Wednesday, January 23, 2008

When I was your age, they were playing an augmented g minor triad

This is old news, but a conversation tonight reminded me of it. A new performance of John Cage's As Slow As Possible, slated to last for the next 635 years was kicked off in Halberstadt, Germany on the 5th of February, 2003. The last note change was on May 5, 2006, and the next is scheduled for July 5, 2008, but the piece then picks up its tempo, because the subsequent note change will occur on November 5, 2008. Wikipedia has a schedule. The piece is being played on an organ, for obvious reasons.

It's Raining Titanium Alloy

The Economist this week has an article on the new potential of space warfare. Because America is highly reliant on GPS for its military mega-advantage over the rest of the world, America is highly vulnerable to attacks on their satellites, something which China on January 11, 2007 demonstrated to be a rather simple task. America's military might will be quashed by an expert team of Galaga players.

Sunday, January 20, 2008

All Good Child Stars Must Get at Least One Indie Role

Ben Kingsley is in a new film, "The Wackness," playing at Sundance this week. He plays a psychiatrist who trades therapy sessions for pot, and he makes out with Mary-Kate Olsen in a telephone booth. The Canadian Press reports. It's hard to tell whether this or "Where in the World is Osama bin Laden?" will be the most sought after film from Sundance.

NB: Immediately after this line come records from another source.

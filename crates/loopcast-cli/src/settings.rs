//! Application settings management
//!
//! Handles persistent settings: the mpv invocation, startup preferences and
//! the coordinator's timing constants.

use std::fs;
use std::path::{ Path, PathBuf };

use serde::{ Deserialize, Serialize };

use loopcast_core::{ CoordinatorConfig, PlaybackRate };


/// Application settings.
#[derive( Debug, Clone, Serialize, Deserialize )]
#[serde( default )]
pub struct Settings {
    /// mpv executable, looked up on PATH when bare
    pub mpv_path: PathBuf,

    /// Extra arguments passed to mpv
    pub mpv_args: Vec<String>,

    /// Start with shuffle on
    pub shuffle: bool,

    /// Initial playback rate
    pub playback_rate: PlaybackRate,

    pub coordinator: CoordinatorConfig,
}


impl Default for Settings {
    fn default() -> Self {
        Self {
            mpv_path: PathBuf::from( "mpv" ),
            mpv_args: Vec::new(),
            shuffle: false,
            playback_rate: PlaybackRate::default(),
            coordinator: CoordinatorConfig::default(),
        }
    }
}


impl Settings {
    /// Returns the path to the default settings file.
    pub fn settings_path() -> Option<PathBuf> {
        dirs::config_dir().map( |p| p.join( "loopcast" ).join( "settings.json" ) )
    }


    /// Loads settings from `path`, or from the default location.
    /// Returns defaults if the file is missing or unreadable.
    pub fn load( path: Option<&Path> ) -> Self {
        let path = match path.map( Path::to_path_buf ).or_else( Self::settings_path ) {
            Some( p ) => p,
            None => return Self::default(),
        };

        if !path.exists() {
            return Self::default();
        }

        match fs::read_to_string( &path ) {
            Ok( contents ) => match serde_json::from_str( &contents ) {
                Ok( settings ) => settings,
                Err( e ) => {
                    tracing::warn!( "Invalid settings in {}: {}", path.display(), e );
                    Self::default()
                }
            },
            Err( e ) => {
                tracing::warn!( "Failed to read settings: {}", e );
                Self::default()
            }
        }
    }


    /// Saves settings to `path`, or to the default location.
    pub fn save( &self, path: Option<&Path> ) {
        let path = match path.map( Path::to_path_buf ).or_else( Self::settings_path ) {
            Some( p ) => p,
            None => return,
        };

        // Create parent directory if needed
        if let Some( parent ) = path.parent() {
            if !parent.exists() {
                if let Err( e ) = fs::create_dir_all( parent ) {
                    tracing::warn!( "Failed to create settings directory: {}", e );
                    return;
                }
            }
        }

        match serde_json::to_string_pretty( self ) {
            Ok( json ) => {
                if let Err( e ) = fs::write( &path, json ) {
                    tracing::warn!( "Failed to save settings: {}", e );
                }
            }
            Err( e ) => {
                tracing::warn!( "Failed to serialize settings: {}", e );
            }
        }
    }
}


#[cfg( test )]
mod tests {
    use super::*;


    #[test]
    fn test_missing_file_gives_defaults() {
        let dir = tempfile::tempdir().unwrap();
        let settings = Settings::load( Some( &dir.path().join( "absent.json" ) ) );
        assert_eq!( settings.mpv_path, PathBuf::from( "mpv" ) );
        assert_eq!( settings.coordinator.max_error_skips, 3 );
    }


    #[test]
    fn test_partial_file_fills_defaults() {
        let dir = tempfile::tempdir().unwrap();
        let path = dir.path().join( "settings.json" );
        fs::write( &path, r#"{ "shuffle": true, "coordinator": { "buffering_timeout_ms": 5000 } }"# ).unwrap();

        let settings = Settings::load( Some( &path ) );
        assert!( settings.shuffle );
        assert_eq!( settings.coordinator.buffering_timeout_ms, 5000 );
        assert_eq!( settings.coordinator.error_skip_delay_ms, 2000 );
    }


    #[test]
    fn test_save_then_load() {
        let dir = tempfile::tempdir().unwrap();
        let path = dir.path().join( "nested" ).join( "settings.json" );
        let settings = Settings {
            mpv_args: vec![ "--volume=50".into() ],
            playback_rate: PlaybackRate::new( 1.5 ).unwrap(),
            ..Settings::default()
        };
        settings.save( Some( &path ) );

        let loaded = Settings::load( Some( &path ) );
        assert_eq!( loaded.mpv_args, vec![ "--volume=50".to_string() ] );
        assert_eq!( loaded.playback_rate, PlaybackRate::new( 1.5 ).unwrap() );
    }


    #[test]
    fn test_garbage_file_gives_defaults() {
        let dir = tempfile::tempdir().unwrap();
        let path = dir.path().join( "settings.json" );
        fs::write( &path, "not json" ).unwrap();
        assert!( !Settings::load( Some( &path ) ).shuffle );
    }
}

Saturday, January 19, 2008

The power over life and death

So our justice system has its benefits and problems, and while I recognize many of the problems, I also tend to try and point out its benefits: habeas corpus, right to trial by jury, the fact that subjective judgment can just as often prove advantageous to a defendant or appellant as it does disadvantageous. But this is absurd. According to the New York Times, a witness was coached by prosecution into making his confession match the physical evidence in a murder scene. This is understandable, though. Misconduct always occurs, which is why there is a system of checks and balances that extends throughout the judicial hierarchy. This is why we have boards of reviews and ethical committees, right? Wrong. The Virginia State Bar ethics committee for ten years denied the defense lawyer on the case the right to reveal the misconduct of the prosecuting attorneys. What a farce. When an ethics committee cares more about the reputation of a prosecuting attorney than the life of a human being, how are we supposed to take legal ethics seriously? Either we should change the name to something more bureaucratic and militaristic like "Committee for the Review of Protocol and Chain-of-Command" or we should actually start teaching ethics in law school.

Thursday, January 10, 2008

This is my first posting. I'm sure nobody is reading this blog yet, but that will maybe change, eventually. I thought I'd start with a link to a video stream of the January 8 forum on the Durham drought. Let's pray for rain.